RFD 115: Discussion #80

davepacheco · 2018-02-22T18:00:49Z

This issue represents an opportunity for discussion of RFD 115 Improving Manta Data Path Availability while it remains in a pre-published state.

chudley · 2018-02-23T10:38:07Z

This document reads well. I think it provides enough background around what availability means to us and provides the right amount of information on the potentially soft perceived uptime, while still showing our interest in ensuring the system is available.

It does seem like MORAY-437 is underrepresented in the document because I believe the change here lead to the observed error rate going up for a period of time. The paragraph it's in mentions "the above changes to fix pathological PostgreSQL performance", but the above section is around PostgreSQL replication performance. I understood that MORAY-437 was put in place to prevent us from queuing too much work in Moray that was caused by PostgreSQL performance that wasn't directly related to replication lag.

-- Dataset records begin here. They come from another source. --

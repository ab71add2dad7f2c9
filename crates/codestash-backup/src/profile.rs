//! Named backup profiles and their on-disk store.
//!
//! A profile is a persisted rule set plus the orchestration extras that make
//! a run repeatable: the projects root, the output path, and post-backup
//! actions. Each profile is one JSON file in the profile directory; an
//! optional marker file records which profile applies when none is named.

use crate::rules::RuleSet;
use codestash_core::{Error, Result};
use serde::{Deserialize, Serialize};
use std::path::{Path, PathBuf};

/// Name used by `--create-default-profile`.
pub const DEFAULT_PROFILE_NAME: &str = "default";

/// Marker file holding the name of the default profile.
const DEFAULT_MARKER: &str = ".default";

/// A named, persisted backup configuration.
#[derive(Debug, Clone, PartialEq, Serialize, Deserialize)]
pub struct Profile {
    /// Projects root this profile applies to
    #[serde(default, skip_serializing_if = "Option::is_none")]
    pub projects_dir: Option<PathBuf>,

    /// Output archive path or directory
    #[serde(default, skip_serializing_if = "Option::is_none")]
    pub output: Option<PathBuf>,

    /// Selection rules
    pub rules: RuleSet,

    /// Post-backup action templates
    #[serde(default)]
    pub post_actions: Vec<String>,
}

impl Default for Profile {
    fn default() -> Self {
        Self {
            projects_dir: None,
            output: None,
            rules: RuleSet::default(),
            post_actions: Vec::new(),
        }
    }
}

/// Stores profiles as one JSON file per name under a directory.
#[derive(Debug, Clone)]
pub struct ProfileStore {
    dir: PathBuf,
}

impl ProfileStore {
    /// Creates a store over the given directory. The directory is created
    /// lazily on the first save.
    pub fn new(dir: impl Into<PathBuf>) -> Self {
        Self { dir: dir.into() }
    }

    /// Opens the store at the user's fixed configuration directory.
    pub fn open_default() -> Result<Self> {
        Ok(Self::new(codestash_core::profiles_dir()?))
    }

    /// Directory backing this store.
    pub fn dir(&self) -> &Path {
        &self.dir
    }

    /// Persists a profile under a name, atomically (temp file + rename).
    pub fn save(&self, name: &str, profile: &Profile) -> Result<()> {
        validate_name(name)?;
        std::fs::create_dir_all(&self.dir)?;

        let json = serde_json::to_string_pretty(profile)?;
        let tmp = self.dir.join(format!(".tmp-{name}.json"));
        std::fs::write(&tmp, json)?;
        std::fs::rename(&tmp, self.path_for(name))?;

        tracing::info!("Profile '{}' saved", name);
        Ok(())
    }

    /// Loads a profile by name.
    pub fn load(&self, name: &str) -> Result<Profile> {
        validate_name(name)?;
        let path = self.path_for(name);

        let content = std::fs::read_to_string(&path).map_err(|e| {
            if e.kind() == std::io::ErrorKind::NotFound {
                Error::profile_not_found(name)
            } else {
                Error::Io(e)
            }
        })?;

        Ok(serde_json::from_str(&content)?)
    }

    /// Sorted names of all stored profiles.
    pub fn list(&self) -> Result<Vec<String>> {
        let mut names = Vec::new();

        let entries = match std::fs::read_dir(&self.dir) {
            Ok(entries) => entries,
            Err(e) if e.kind() == std::io::ErrorKind::NotFound => return Ok(names),
            Err(e) => return Err(Error::Io(e)),
        };

        for entry in entries {
            let entry = entry?;
            let path = entry.path();
            if path.extension().and_then(|e| e.to_str()) != Some("json") {
                continue;
            }
            if let Some(stem) = path.file_stem().and_then(|s| s.to_str()) {
                if !stem.starts_with(".tmp-") {
                    names.push(stem.to_string());
                }
            }
        }

        names.sort();
        Ok(names)
    }

    /// Marks a stored profile as the default.
    pub fn set_default(&self, name: &str) -> Result<()> {
        validate_name(name)?;
        if !self.path_for(name).is_file() {
            return Err(Error::profile_not_found(name));
        }
        std::fs::write(self.dir.join(DEFAULT_MARKER), name)?;
        Ok(())
    }

    /// Name recorded in the default marker, if any.
    pub fn default_name(&self) -> Option<String> {
        let content = std::fs::read_to_string(self.dir.join(DEFAULT_MARKER)).ok()?;
        let name = content.trim();
        if name.is_empty() {
            None
        } else {
            Some(name.to_string())
        }
    }

    fn path_for(&self, name: &str) -> PathBuf {
        self.dir.join(format!("{name}.json"))
    }
}

fn validate_name(name: &str) -> Result<()> {
    if name.is_empty() {
        return Err(Error::invalid_profile_name(name, "name is empty"));
    }
    if name.contains(['/', '\\']) || name == "." || name == ".." {
        return Err(Error::invalid_profile_name(
            name,
            "name must not contain path separators",
        ));
    }
    if name.starts_with('.') {
        return Err(Error::invalid_profile_name(
            name,
            "name must not start with '.'",
        ));
    }
    Ok(())
}

#[cfg(test)]
mod tests {
    use super::*;
    use tempfile::TempDir;

    fn sample_profile() -> Profile {
        let mut rules = RuleSet::default();
        rules.exclude_patterns.push("scratch".to_string());
        rules.include_paths.push("api/vendor".to_string());
        rules.include_projects.push("api".to_string());
        rules.exclude_projects.push("sandbox".to_string());
        rules.include_venv = true;
        rules.detect_modules = false;
        rules.max_file_size = 5 * 1024 * 1024;
        rules.compression_level = 3;

        Profile {
            projects_dir: Some(PathBuf::from("/home/dev/projects")),
            output: Some(PathBuf::from("/backups/api.tar.gz")),
            rules,
            post_actions: vec!["echo done {backup_file}".to_string()],
        }
    }

    #[test]
    fn test_save_load_round_trip() {
        let tmp = TempDir::new().unwrap();
        let store = ProfileStore::new(tmp.path());

        let profile = sample_profile();
        store.save("daily", &profile).unwrap();

        let loaded = store.load("daily").unwrap();
        assert_eq!(loaded, profile);
    }

    #[test]
    fn test_load_missing_profile() {
        let tmp = TempDir::new().unwrap();
        let store = ProfileStore::new(tmp.path());

        let err = store.load("nope").unwrap_err();
        assert!(matches!(err, Error::ProfileNotFound { .. }));
    }

    #[test]
    fn test_list_profiles() {
        let tmp = TempDir::new().unwrap();
        let store = ProfileStore::new(tmp.path());

        assert!(store.list().unwrap().is_empty());

        store.save("weekly", &Profile::default()).unwrap();
        store.save("daily", &Profile::default()).unwrap();

        assert_eq!(store.list().unwrap(), vec!["daily", "weekly"]);
    }

    #[test]
    fn test_list_on_missing_dir_is_empty() {
        let tmp = TempDir::new().unwrap();
        let store = ProfileStore::new(tmp.path().join("not-created-yet"));
        assert!(store.list().unwrap().is_empty());
    }

    #[test]
    fn test_default_marker() {
        let tmp = TempDir::new().unwrap();
        let store = ProfileStore::new(tmp.path());

        assert!(store.default_name().is_none());

        // Cannot mark a profile that does not exist
        assert!(store.set_default("daily").is_err());

        store.save("daily", &Profile::default()).unwrap();
        store.set_default("daily").unwrap();
        assert_eq!(store.default_name().as_deref(), Some("daily"));

        // The marker is not listed as a profile
        assert_eq!(store.list().unwrap(), vec!["daily"]);
    }

    #[test]
    fn test_invalid_names_rejected() {
        let tmp = TempDir::new().unwrap();
        let store = ProfileStore::new(tmp.path());

        for bad in ["", "a/b", "a\\b", ".", "..", ".hidden"] {
            assert!(
                store.save(bad, &Profile::default()).is_err(),
                "expected '{bad}' to be rejected"
            );
        }
    }

    #[test]
    fn test_overwrite_updates_profile() {
        let tmp = TempDir::new().unwrap();
        let store = ProfileStore::new(tmp.path());

        store.save("daily", &Profile::default()).unwrap();
        let updated = sample_profile();
        store.save("daily", &updated).unwrap();

        assert_eq!(store.load("daily").unwrap(), updated);
        assert_eq!(store.list().unwrap(), vec!["daily"]);
    }
}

If you're still looking for help on tickets around these incidents then I can do some JIRA sleuthing to find more SCI, INC, and CM tickets. I'm not sure how well that'll go (I imagine we'll be missing some as the SCI process was getting to its feet) or whether it's still worth doing because the document has many references already, but I can take a look if you think it's worthwhile!

kellymclaughlin · 2018-02-23T17:45:34Z

One relevant situation I thought of while reading this (and that apparently I've failed to make a ticket for) is if all of the muskie instances on a webapi zone fail or go into maintenance, but registrar is still running on that zone then muppet will continue to route requests to that zone even if there are other webapi zones with functioning muskie instances available. This will result in unnecessary expenditure from our error budget, but is something I believe we can fix. I think this situation becomes perhaps more likely to occur and important to resolve as we look at canary deployments. I will file a Jira ticket to cover this issue today.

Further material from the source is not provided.